Appellant further testified that since the appendectomy operation he has complied with the rule as to procuring the attendance of a staff member. He testified he did not know the names of the members of the staff, and that he had asked the superintendent of the hospital and a member of the staff for the names of the persons on the staff and that they told him they did not know. The superintendent testified appellant had never asked her for such information. More than three weeks after he started this suit he wrote the superintendent calling attention to a recently posted bulletin in the operating department, “relative to certain consultations at present deemed advisable when patients are considering having major surgery,” and asking for the names of the doctors suitable for such consultation. The letter was unanswered by direction of the president of the board of directors. He also testified he asked Dr. Beard, a member of the staff, how to become a member thereof, but that Dr. Beard did not tell him, except to say the members were chosen at secret meetings and no record was kept. Appellant attended meetings of the staff six or eight times a year since he came to Sterling. The names of the members of the staff were kept in a book in the superintendent’s office, and were on the telephone book and in the telephone booth. The list has always been available to anybody and was there in May 1941. His testimony that he did not know how to become a member of the staff is contradicted by the fact that the amendment to the rules, giving him that information, was contained in his letter of appointment as a member of the associate staff.

Dr. Charles Gk Beard, one of the board of directors, testified that the hospital is a standard hospital, meeting the requirements of the American Medical Association, and has been such for over 10 years; that the rules adopted by it conform in substance to the rules of a standard hospital and that the rule in controversy is one of the rules of a standard hospital. He further testified that when a physician applies for membership on the staff, serves his probationary period of two years, and is appointed an associate member, he may after-wards be chosen a full member of the staff by invitation from the executive committee, composed of five members of the staff, provided his qualifications are such that the executive committee feels he is entitled to become such a member; that if the committee feels his work is good and his practice ethical he is invited; that the word “invited” is used to get away from the word “election” and that there is nothing secret about it; that the committee considers his qualifications as to his work with the other doctors and their observation of him, each member of the committee being a committee of one to see if the applicant should receive his vote; that there are 18 or 20 members of the staff; that the board of directors have nothing to do with it; that he advised appellant how to become a member of the staff; that appellant asked him why he could not become a member to which he replied that he preferred not to say anything more about it inasmuch as it was a personal matter and he did not wish to embarrass either of them. He further testified there is a hospital rule to the effect that in case of an abortion or a Caesarean section all physicians, including staff members, must call in another member of the staff.

The testimony does not tend to support the allegation in the complaint that appellant had demanded of the board of directors a list of the staff members or that they had refused to furnish him therewith; nor does it support his claim that the directors permit the staff to create a “little closed corporation” which refuses to co-operate with a physician who moves to Sterling, and creates a monopoly at the expense of patients desiring to use the hospital nor does it bear out the insinuation made that the staff sets itself up as a “star chamber.”

The claim of appellant that the rule in controversy is unlawful because there is no standard capable of ready determination so as to enable a physician to know when he is eligible for staff membership is without merit. The amendment to the by-laws and the testimony of Dr. Beard shows the standards are fixed and definite. The amendment provides for admission to membership on the associate staff by application and probation, and to membership on the staff upon invitation after being recommended by the executive committee. The recommendation of the executive committee is based on the observation of its several members of the applicant’s qualifications as to his work and his ethics, and if they are good he is invited to become a member of the staff. What other provision would be necessary to constitute any more definite standards is not suggested.

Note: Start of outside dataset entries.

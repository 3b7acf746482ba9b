use std::path::PathBuf;

use serde_json::{Value, json};
use tracing::{info, warn};

use crate::config::SplitterConfig;
use crate::errors::SplitterError;
use crate::metrics::{IncompleteSplit, OutputTotals, incomplete_splits};
use crate::reader::read_source;
use crate::transport::fs::{ArchiveDirectory, ScannedFile};
use crate::types::FileName;
use crate::writer::{ChunkWriter, SplitOutcome};

/// Result of processing one source archive.
#[derive(Debug)]
pub struct FileOutcome {
    /// Source archive file name.
    pub file: FileName,
    /// Split (or dry-run plan) on success; the per-file failure otherwise.
    pub result: Result<SplitOutcome, SplitterError>,
}

/// Everything a splitter run observed.
#[derive(Debug)]
pub struct RunReport {
    /// Directory scanned for sources.
    pub source_dir: PathBuf,
    /// Directory receiving chunk archives.
    pub dest_dir: PathBuf,
    /// Extension used for sources and outputs, without the dot.
    pub extension: String,
    /// Maximum records per chunk.
    pub chunk_size: usize,
    /// True when nothing was written.
    pub dry_run: bool,
    /// Source archives in processing order.
    pub sources: Vec<ScannedFile>,
    /// Per-file results in processing order.
    pub outcomes: Vec<FileOutcome>,
    /// Part archives present in the destination after the run.
    pub outputs: OutputTotals,
    /// Part groups in the destination with missing part numbers.
    pub incomplete: Vec<IncompleteSplit>,
}

impl RunReport {
    fn empty(config: &SplitterConfig) -> Self {
        Self {
            source_dir: config.source_dir.clone(),
            dest_dir: config.dest_dir.clone(),
            extension: config.normalized_extension().to_string(),
            chunk_size: config.chunk_size,
            dry_run: config.dry_run,
            sources: Vec::new(),
            outcomes: Vec::new(),
            outputs: OutputTotals::default(),
            incomplete: Vec::new(),
        }
    }

    /// True when enumeration found no source archives.
    pub fn is_empty(&self) -> bool {
        self.sources.is_empty()
    }

    /// Successful per-file outcomes.
    pub fn succeeded(&self) -> impl Iterator<Item = &SplitOutcome> {
        self.outcomes
            .iter()
            .filter_map(|outcome| outcome.result.as_ref().ok())
    }

    /// Failed per-file outcomes.
    pub fn failed(&self) -> impl Iterator<Item = &SplitterError> {
        self.outcomes
            .iter()
            .filter_map(|outcome| outcome.result.as_ref().err())
    }

    /// Parts written (or planned, for dry runs) during this run.
    pub fn parts_this_run(&self) -> usize {
        self.succeeded().map(|outcome| outcome.parts.len()).sum()
    }

    /// JSON rendering used by `--json`.
    pub fn to_json(&self) -> Value {
        let success_status = if self.dry_run { "planned" } else { "split" };
        let outcomes: Vec<Value> = self
            .outcomes
            .iter()
            .map(|outcome| match &outcome.result {
                Ok(split) => json!({
                    "file": outcome.file,
                    "status": success_status,
                    "records": split.records,
                    "total_parts": split.total_parts,
                    "bytes_written": split.bytes_written(),
                    "parts": split.parts,
                }),
                Err(err) => {
                    let parts_written = match err {
                        SplitterError::WriteFailure { parts_written, .. } => *parts_written,
                        _ => 0,
                    };
                    json!({
                        "file": outcome.file,
                        "status": "failed",
                        "parts_written": parts_written,
                        "error": err.to_string(),
                    })
                }
            })
            .collect();
        json!({
            "source_dir": self.source_dir,
            "dest_dir": self.dest_dir,
            "extension": self.extension,
            "chunk_size": self.chunk_size,
            "dry_run": self.dry_run,
            "sources": self.sources,
            "outcomes": outcomes,
            "outputs": self.outputs,
            "incomplete": self.incomplete,
        })
    }
}

/// Sequential driver: enumerate sources, split each, then scan the destination.
pub struct Splitter {
    config: SplitterConfig,
}

impl Splitter {
    /// Create a driver for `config`.
    pub fn new(config: SplitterConfig) -> Self {
        Self { config }
    }

    /// Active configuration.
    pub fn config(&self) -> &SplitterConfig {
        &self.config
    }

    /// Run over every source archive.
    ///
    /// Only configuration errors and a missing source directory are returned as
    /// errors; per-file failures are recorded in the report and the run continues.
    pub fn run(&self) -> Result<RunReport, SplitterError> {
        self.config.validate()?;
        let extension = self.config.normalized_extension();
        let mut report = RunReport::empty(&self.config);

        report.sources = ArchiveDirectory::new(&self.config.source_dir, extension)
            .list_sources(self.config.skip_part_files)
            .inspect_err(|err| warn!("[swath_split] {err}"))?;
        if report.sources.is_empty() {
            info!(
                source_dir = %self.config.source_dir.display(),
                "[swath_split] no source archives found"
            );
            return Ok(report);
        }
        info!(
            sources = report.sources.len(),
            chunk_size = self.config.chunk_size,
            dry_run = self.config.dry_run,
            "[swath_split] starting split"
        );

        let writer = ChunkWriter::from_config(&self.config)?;
        for source in &report.sources {
            let result = self.split_one(&writer, source);
            match &result {
                Ok(outcome) => info!(
                    file = %source.name,
                    records = outcome.records,
                    parts = outcome.total_parts,
                    "[swath_split] source split"
                ),
                Err(err) => warn!(file = %source.name, "[swath_split] {err}"),
            }
            report.outcomes.push(FileOutcome {
                file: source.name.clone(),
                result,
            });
        }

        let parts = ArchiveDirectory::new(&self.config.dest_dir, extension).list_parts();
        report.outputs = OutputTotals::from_parts(&parts);
        report.incomplete = incomplete_splits(&parts);
        for split in &report.incomplete {
            warn!(
                stem = %split.stem,
                missing = ?split.missing,
                "[swath_split] destination holds an incomplete split"
            );
        }
        Ok(report)
    }

    fn split_one(
        &self,
        writer: &ChunkWriter,
        source: &ScannedFile,
    ) -> Result<SplitOutcome, SplitterError> {
        let contents = read_source(&source.path)?;
        if self.config.dry_run {
            return writer.plan(&source.name, contents.records.len());
        }
        writer.write_chunks(&source.name, contents)
    }
}

#[cfg(test)]
mod tests {
    use super::*;
    use crate::archive::{Archive, Field, write_archive};
    use crate::constants::archive::{DEFAULT_COMPRESSION_LEVEL, LABEL_FIELD, RECORDS_FIELD};
    use crate::data::Record;
    use std::fs;
    use std::path::Path;
    use tempfile::tempdir;

    fn write_source(dir: &Path, name: &str, count: usize) {
        let records = (0..count)
            .map(|idx| Record::new(idx.to_le_bytes().to_vec()))
            .collect();
        let archive = Archive::new()
            .with_field(RECORDS_FIELD, Field::Records(records))
            .with_field(LABEL_FIELD, Field::Text("2020".into()));
        write_archive(&dir.join(name), &archive, DEFAULT_COMPRESSION_LEVEL).unwrap();
    }

    #[test]
    fn missing_source_dir_is_fatal() {
        let temp = tempdir().unwrap();
        let config = SplitterConfig::new(temp.path().join("absent"), temp.path().join("out"));
        assert!(matches!(
            Splitter::new(config).run(),
            Err(SplitterError::SourceDirectoryMissing { .. })
        ));
        assert!(!temp.path().join("out").exists());
    }

    #[test]
    fn empty_source_dir_reports_nothing() {
        let temp = tempdir().unwrap();
        let config = SplitterConfig::new(temp.path(), temp.path().join("out"));
        let report = Splitter::new(config).run().unwrap();
        assert!(report.is_empty());
        assert!(report.outcomes.is_empty());
        assert_eq!(report.outputs, OutputTotals::default());
    }

    #[test]
    fn dry_run_plans_without_writing() {
        let temp = tempdir().unwrap();
        write_source(temp.path(), "orbit.swz", 1200);
        let dest = temp.path().join("out");
        let config = SplitterConfig::new(temp.path(), &dest)
            .with_chunk_size(500)
            .with_dry_run(true);
        let report = Splitter::new(config).run().unwrap();
        assert_eq!(report.parts_this_run(), 3);
        assert_eq!(report.outputs.files, 0);
        assert!(!dest.exists());
        let json = report.to_json();
        assert_eq!(json["outcomes"][0]["status"], "planned");
        assert_eq!(json["outcomes"][0]["total_parts"], 3);
    }

    #[test]
    fn failures_are_recorded_and_run_continues() {
        let temp = tempdir().unwrap();
        write_source(temp.path(), "a_good.swz", 3);
        fs::write(temp.path().join("b_broken.swz"), b"junk").unwrap();
        write_source(temp.path(), "c_good.swz", 5);
        let config = SplitterConfig::new(temp.path(), temp.path().join("out")).with_chunk_size(2);

        let report = Splitter::new(config).run().unwrap();
        assert_eq!(report.outcomes.len(), 3);
        assert_eq!(report.succeeded().count(), 2);
        let failures: Vec<_> = report.failed().collect();
        assert_eq!(failures.len(), 1);
        assert_eq!(failures[0].file(), Some("b_broken.swz"));
        assert_eq!(report.outputs.files, 2 + 3);
        assert!(report.incomplete.is_empty());
        assert_eq!(report.to_json()["outcomes"][1]["status"], "failed");
    }
}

The rules adopted by the board of directors are those of standard hospitals. The rules governing admission to membership on the staff apply to all physicians alike, and tend to maintain a high degree of skill and integrity in the membership. It is obvious that rules must be adopted to protect patients in major operations from unethical or unskilled practitioners, even though they are licensed physicians. Anybody may be forced to undergo a major operation. The rule in controversy is fundamentally a provision for the public safety and the public welfare. It is in no sense for the personal benefit of the hospital or the board of directors, except in maintaining the standard of excellence and proficiency contemplated by the statute and required by the welfare of the public. It insures the attendance and, if required, the assistance of a practitioner of experience and ability in case the operating surgeon should meet with a condition to which he is not equal, so that nothing may be left undone for the benefit pf the patient. Section 44^10 was never intended to prohibit the board of directors of a public hospital from adopting rules that will accomplish that purpose. Its manifest object is only to prevent discrimination, of which there is no evidence in this case.

The decree of the circuit court dismissing the complaint for want of equity is affirmed.

Decree affirmed.

On Rehearing.

Counsel for appellant in their petition for rehearing states that there is not a scintilla of evidence in this record against the reputation or ability of appellant as a physician or surgeon, and that so far as he knows he may be excluded from staff membership of the Sterling Public Hospital because of social, religious or political reasons. Counsel also calls our attention to the fact that there is nothing in the rules of this hospital which provide that when a surgeon has attained a certain high degree of skill, based upon a given amount of experience that he shall then be recommended by the executive committee for membership upon the staff. This is true. It is not possible however, to prescribe by rule a standard of skill dependent upon experience. Skillfulness may be, but is not always, brought about by experience. A surgeon with only limited experience may be very skillful while one with many years of experience may be a bungler. Counsel also state that the court overlooked the case of Henderson v. City of Knoxville, a Tennessee case reported in 95 S. W. (2d) 97, 67 A. L. R. 652 and insists that that case establishes the principle that a duly licensed physician may not be excluded from practicing in a public hospital. What that case holds is that a duly licensed practitioner has a right to practice in the public hospitals of that State so long as he is not guilty of unprofessional or dishonorable conduct as declared by the legislature of that State and so long as he conforms to all the reasonable rules and regulations of such institutions. There is nothing said in that case that conflicts with our holding here. The rule of the public hospital of Sterling challenged by appellant is not, in our opinion, an unreasonable one. It applies alike to all physicians and cannot, upon the evidence found in this record, be' said to discriminate against appellant. The petition for rehearing will be denied.

Rehearing denied.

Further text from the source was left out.